Reinforcement Learning. Reinforcement learning theory provides crisp quantitative methods to test how decision makers learn the relationship between actions and their outcomes from the statistical regularities in their environment. We study how the brain flexibly implements specific reinforcement learning algorithms according to the uncertainty and stability of the environment. For example, depending on the structure of the environment and the amount of experience, animals might rely more on habits and algorithms similar to stimulus-response mapping, or on goal-directed behaviors that require mental simulation of expected outcomes. Moreover, speed of learning needs to be modulated according to the stability of the environment, such that the rate of learning increases with the volatility of the environment. Our previous studies have identified neural signals important for optimizing the learning rate (Massi et al., 2018) and switching between different learning algorithms (Seo et al., 2014).

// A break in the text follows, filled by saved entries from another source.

use crate::{
    availability::DailySlot,
    off_day::{DateRange, OffDayException, OffDayScope},
    time_of_day::TimeOfDay,
    weekday::expand_weekday_pattern,
};
use chrono::{DateTime, NaiveDate, Timelike};
use chrono_tz::Tz;
use serde::{Deserialize, Serialize};
use thiserror::Error;

/// Raw state of the court schedule form, as the owner filled it in
#[derive(Debug, Clone, Default, Serialize, Deserialize)]
#[serde(rename_all = "camelCase")]
pub struct CourtScheduleForm {
    pub weekday_pattern: Option<String>,
    pub opening_time: Option<String>,
    pub closing_time: Option<String>,
    #[serde(default)]
    pub off_day: Option<OffDayForm>,
}

#[derive(Debug, Clone, Default, Serialize, Deserialize)]
#[serde(rename_all = "camelCase")]
pub struct OffDayForm {
    #[serde(default)]
    pub enabled: bool,
    pub dates: Option<OffDayDates>,
    #[serde(default)]
    pub scope: OffDayScope,
    pub start_time: Option<String>,
    pub end_time: Option<String>,
}

/// Dates picked in the off-day calendar. A missing `to` means a single day.
#[derive(Debug, Clone, Copy, Serialize, Deserialize)]
pub struct OffDayDates {
    pub from: NaiveDate,
    pub to: Option<NaiveDate>,
}

/// Everything that has to be written to the backend for one submission
#[derive(Debug, Clone, PartialEq, Serialize)]
#[serde(rename_all = "camelCase")]
pub struct CourtSchedulePlan {
    pub daily_slots: Vec<DailySlot>,
    pub off_day: Option<OffDayException>,
}

#[derive(Error, Debug, Clone, PartialEq)]
pub enum ScheduleValidationError {
    #[error("Please select a weekday.")]
    MissingWeekday,
    #[error("Operating hours are required.")]
    MissingOperatingHours,
    #[error("Please select off-day dates.")]
    MissingOffDayDates,
    #[error("The off-day end date cannot be before its start date.")]
    InvalidOffDayRange,
    #[error("Off-day dates cannot be in the past.")]
    OffDayInPast,
    #[error("Full off-days must be scheduled at least one day in advance.")]
    FullOffDayTooSoon,
    #[error("Partial off-day start and end times are required.")]
    MissingPartialTimes,
    #[error("Invalid time format: `{0}`. Expected HH:MM.")]
    InvalidTimeFormat(String),
    #[error("Start time must be before end time.")]
    StartNotBeforeEnd,
    #[error("Off-day must fall within {opening} and {closing}.")]
    OutsideOperatingHours {
        opening: TimeOfDay,
        closing: TimeOfDay,
    },
    #[error("Off-day start time cannot be in the past.")]
    StartInPast,
    #[error("The local time {datetime} does not exist in timezone {timezone}.")]
    NonexistentLocalTime { datetime: String, timezone: String },
}

fn required(value: &Option<String>) -> Option<&str> {
    value.as_deref().map(str::trim).filter(|v| !v.is_empty())
}

fn parse_time(value: &str) -> Result<TimeOfDay, ScheduleValidationError> {
    value
        .parse::<TimeOfDay>()
        .map_err(|_| ScheduleValidationError::InvalidTimeFormat(value.to_string()))
}

impl CourtScheduleForm {
    /// Validates the form and derives the availability and off-day payloads.
    ///
    /// `now` decides what "today" is and must be expressed in the court
    /// timezone. Checks run in a fixed order and the first failure wins.
    pub fn build_plan(
        &self,
        now: DateTime<Tz>,
    ) -> Result<CourtSchedulePlan, ScheduleValidationError> {
        let weekdays = self
            .weekday_pattern
            .as_deref()
            .map(expand_weekday_pattern)
            .unwrap_or_default();
        if weekdays.is_empty() {
            return Err(ScheduleValidationError::MissingWeekday);
        }

        let (opening, closing) =
            match (required(&self.opening_time), required(&self.closing_time)) {
                (Some(opening), Some(closing)) => (parse_time(opening)?, parse_time(closing)?),
                _ => return Err(ScheduleValidationError::MissingOperatingHours),
            };

        let daily_slots = DailySlot::for_weekdays(&weekdays, opening, closing);

        let off_day = match &self.off_day {
            Some(off_day) if off_day.enabled => {
                Some(off_day.build_exception(opening, closing, now)?)
            }
            _ => None,
        };

        Ok(CourtSchedulePlan {
            daily_slots,
            off_day,
        })
    }
}

impl OffDayForm {
    fn build_exception(
        &self,
        opening: TimeOfDay,
        closing: TimeOfDay,
        now: DateTime<Tz>,
    ) -> Result<OffDayException, ScheduleValidationError> {
        let dates = self
            .dates
            .ok_or(ScheduleValidationError::MissingOffDayDates)?;
        let range = DateRange::new(dates.from, dates.to.unwrap_or(dates.from))
            .ok_or(ScheduleValidationError::InvalidOffDayRange)?;

        let today = now.date_naive();
        if range.from() < today {
            return Err(ScheduleValidationError::OffDayInPast);
        }
        let starts_today = range.from() == today;

        let (start, end) = match self.scope {
            OffDayScope::Full => {
                if starts_today {
                    return Err(ScheduleValidationError::FullOffDayTooSoon);
                }
                (TimeOfDay::START_OF_DAY, TimeOfDay::END_OF_DAY)
            }
            OffDayScope::Partial => {
                let (start, end) = match (required(&self.start_time), required(&self.end_time)) {
                    (Some(start), Some(end)) => (parse_time(start)?, parse_time(end)?),
                    _ => return Err(ScheduleValidationError::MissingPartialTimes),
                };
                if start >= end {
                    return Err(ScheduleValidationError::StartNotBeforeEnd);
                }
                if start < opening || end > closing {
                    return Err(ScheduleValidationError::OutsideOperatingHours { opening, closing });
                }
                let now_minutes = now.hour() * 60 + now.minute();
                if starts_today && start.minutes_since_midnight() < now_minutes {
                    return Err(ScheduleValidationError::StartInPast);
                }
                (start, end)
            }
        };

        OffDayException::from_range(&range, start, end, self.scope, &now.timezone())
    }
}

Temporal and Numerical Cognition. For many behaviors, accurately estimating the timing of important events in the environment is critical for their success. In addition, evaluating and processing the quantities and magnitudes of behaviorally important variables, such as the amount of food or the number of preys or predators, influences the quality of behavioral outcomes. We study how the brain handles multiple concurrent temporal intervals between behaviorally significant events (Kleinman et al., 2016) as well how simple arithmetic operations are implemented in the brain (Massi et al., in preparation).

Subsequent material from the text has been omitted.